SPIDER-MAN Screenplay Credit Goes to WGA Arbitration
By: Steve BiodrowskiDate: Thursday, June 14, 2001
The screenplay credit for Columbia's SPIDER-MAN has gone to the Writers Guild of America for arbitration, in order to determine whose name or names will appear on the final film. When Columbia-TriStar submitted its suggestion for the credit to the WGA earlier this month, their recommendation was that David Koepp (STIR OF ECHOES) be the only name listed under 'Screenplay by;' however, several other writers had worked on the script, both before and after Koepp, including self-proclaimed 'King of the World' James Cameron.
The project has been bouncing around Hollywood since the 1980s, when producer Menahem Golan tried to interest his former mentor Roger Corman in directing a version filmed in Europe. The script went through several drafts there, before Golan's Cannon Group went belly-up. The project founds its way to TriStar, which had distributed Cameron's mega-blockbuster TERMINATOR 2, and in the mid-'90s Cameron wrote a so-called 'scriptment' (half script, half treatment), outlining his take on the comic book character. Still, the project didn't come together, and Cameron moved on to bigger and better things (depending on how you feel about TITANIC). In 1999, David Koepp was hired to expand Cameron's scriptment into a full screenplay. After Sam Raimi came on board as director, two more writers were asked to refashion the script, first Alvin Sargent, then Scott Rosenberg.
When multiple writers work on a script, the production company puts forward a suggested credit, informing the writers and sending a list of all their names to the WGA, specifying which should appear on the film and in which order. If no one objects, the credit becomes final; however, if any writer disagrees, the matter goes to an arbitration, in which three anonymous readers go through the various drafts and compare them to the finished film to decide whose work actually appears on screen.
What's interesting about Columbia's suggested credit for Koepp is that producers frequently favor giving credit to the last writer to work on a project. If the filmmakers didn't think Koepp's SPIDER-MAN script was ready to go until it had been reworked, one would expect Columbia to credit the writer or writers who turned in the final shoot draft.
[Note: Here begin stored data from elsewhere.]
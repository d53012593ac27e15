//! Session loop - the single-threaded frame loop driving a [`GameState`]
//!
//! Each iteration:
//!
//! 1. hands a snapshot plus pending feedback to the [`FrameSink`]
//! 2. waits on the [`KeySource`] until a key arrives or the scroll deadline
//! 3. scrolls the word if the deadline has passed (re-arming the timer)
//! 4. interprets the key, if any
//! 5. retires the word if it is used up
//!
//! The deadline check in step 3 does not depend on step 2's outcome, so a
//! steady stream of keys cannot hold the word in place.
//!
//! Terminal I/O is injected through the two traits, which keeps the loop
//! runnable in tests with a [`ManualClock`](crate::timing::ManualClock) and a
//! scripted key source.

use std::io;
use std::time::Duration;

use crate::game_state::GameState;
use crate::snapshot::RenderSnapshot;
use crate::timing::{Clock, ScrollTimer};
use crate::types::{FrameEvents, KeyInput};

/// Blocking keyboard input with a timeout
pub trait KeySource {
    /// Wait up to `timeout` for one key. `Ok(None)` means nothing usable
    /// arrived; callers must not assume the full timeout elapsed.
    fn poll_or_timeout(&mut self, timeout: Duration) -> io::Result<Option<KeyInput>>;
}

/// Receives one frame per loop iteration
pub trait FrameSink {
    fn present(&mut self, snapshot: &RenderSnapshot, events: FrameEvents) -> io::Result<()>;
}

/// What one iteration did
#[derive(Debug, Clone, Copy, PartialEq, Eq)]
pub enum Step {
    Continue,
    /// The interrupt key was pressed
    Quit,
}

/// Final figures of a finished session
#[derive(Debug, Clone, Copy, PartialEq, Eq)]
pub struct SessionEnd {
    pub score: i64,
    pub completed_words: u32,
}

/// A running game: state, clock and scroll deadline
pub struct Session<C: Clock> {
    state: GameState,
    clock: C,
    timer: ScrollTimer,
    snapshot: RenderSnapshot,
}

impl<C: Clock> Session<C> {
    pub fn new(state: GameState, clock: C) -> Self {
        let timer = ScrollTimer::start(clock.now(), state.scroll_delay());
        Self {
            state,
            clock,
            timer,
            snapshot: RenderSnapshot::default(),
        }
    }

    pub fn state(&self) -> &GameState {
        &self.state
    }

    pub fn timer(&self) -> &ScrollTimer {
        &self.timer
    }

    /// Run until the interrupt key.
    pub fn run<K, F>(&mut self, keys: &mut K, sink: &mut F) -> io::Result<SessionEnd>
    where
        K: KeySource,
        F: FrameSink,
    {
        loop {
            self.present(sink)?;
            if self.step(keys)? == Step::Quit {
                return Ok(SessionEnd {
                    score: self.state.score(),
                    completed_words: self.state.completed_words(),
                });
            }
        }
    }

    /// Draw the current frame and hand over pending feedback.
    pub fn present<F: FrameSink>(&mut self, sink: &mut F) -> io::Result<()> {
        self.state.snapshot_into(&mut self.snapshot);
        let events = self.state.take_events();
        sink.present(&self.snapshot, events)
    }

    /// Wait for input or the deadline, then apply whatever happened.
    pub fn step<K: KeySource>(&mut self, keys: &mut K) -> io::Result<Step> {
        let wait = self.timer.wait_time(self.clock.now());
        let key = keys.poll_or_timeout(wait)?;

        let now = self.clock.now();
        if self.timer.is_due(now) {
            self.state.advance_word();
            self.timer.reset(now, self.state.scroll_delay());
        }

        match key {
            Some(KeyInput::Interrupt) => return Ok(Step::Quit),
            Some(KeyInput::Char(ch)) => {
                self.state.apply_key(ch);
            }
            None => {}
        }

        self.state.retire_if_done();
        Ok(Step::Continue)
    }
}
//! Difficulty progression applied each time a word is retired
//!
//! Pure functions: given the tuning, the current difficulty and whether the
//! retired word was clean, compute the next difficulty.
//!
//! Rules, in order:
//!
//! 1. A clean word (no laser hit) increments the completed-word count.
//! 2. If the count is a multiple of `speed_threshold`, the scroll delay is
//!    multiplied by `delay_decay` and the per-character bonus goes up by one.
//! 3. Otherwise, if the count is a multiple of `laser_move_threshold`, the
//!    laser moves one column right (up to `laser_column_max`).
//!
//! Only one of 2 and 3 applies per word; when both moduli line up the
//! speed-up wins. The check runs on every retirement, clean or not, so a
//! dirty word while the count sits on a multiple triggers the rule again.

use crate::types::GameConfig;

/// Difficulty knobs that change over a session
#[derive(Debug, Clone, Copy, PartialEq)]
pub struct Difficulty {
    pub completed_words: u32,
    /// Seconds between scroll steps
    pub scroll_delay: f64,
    pub bonus_per_char: i64,
    pub laser_column: u16,
}

impl Difficulty {
    /// Difficulty at session start
    pub fn initial(config: &GameConfig) -> Self {
        Self {
            completed_words: 0,
            scroll_delay: config.start_delay,
            bonus_per_char: config.start_bonus,
            laser_column: config.laser_column,
        }
    }
}

/// Which rule fired on a retirement
#[derive(Debug, Clone, Copy, PartialEq, Eq)]
pub enum Progression {
    /// Delay shrank and bonus grew
    SpeedUp,
    /// Laser moved one column right
    LaserAdvanced,
    /// Laser rule fired but the laser is already at its limit
    LaserAtLimit,
    Unchanged,
}

/// Compute the difficulty after retiring a word.
pub fn progress(config: &GameConfig, current: Difficulty, clean: bool) -> (Difficulty, Progression) {
    let mut next = current;

    if clean {
        next.completed_words += 1;
    }

    if next.completed_words % config.speed_threshold == 0 {
        next.scroll_delay *= config.delay_decay;
        next.bonus_per_char += 1;
        return (next, Progression::SpeedUp);
    }

    if next.completed_words % config.laser_move_threshold == 0 {
        if next.laser_column < config.laser_column_max {
            next.laser_column += 1;
            return (next, Progression::LaserAdvanced);
        }
        return (next, Progression::LaserAtLimit);
    }

    (next, Progression::Unchanged)
}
Of course, there could be other considerations when it comes to credits, such as name value. Koepp has written several blockbusters, including MISSION IMPOSSIBLE and JURASSIC PARK, so it's not hard to understand why the studio would want his name on the film. But then, Cameron was responsible for the biggest-grossing film of all time, so not suggest co-credit for the screenplay?
There is one more element to the story. Cameron's scriptment was not the first pass at drafting a SPIDER-MAN film; it was based on the drafts developed at Cannon Group. But those drafts were not made available to the writers who worked on the project after Cameron (as David Koepp said during an interview with him last year: 'There really is only one treatment; Jim Cameron wrote a treatment. There are no previous drafts') Nevertheless, if any of that material survived through Cameron's treatment and made it into the final cut, there may be other writers who deserve at least a co-story credit on the film.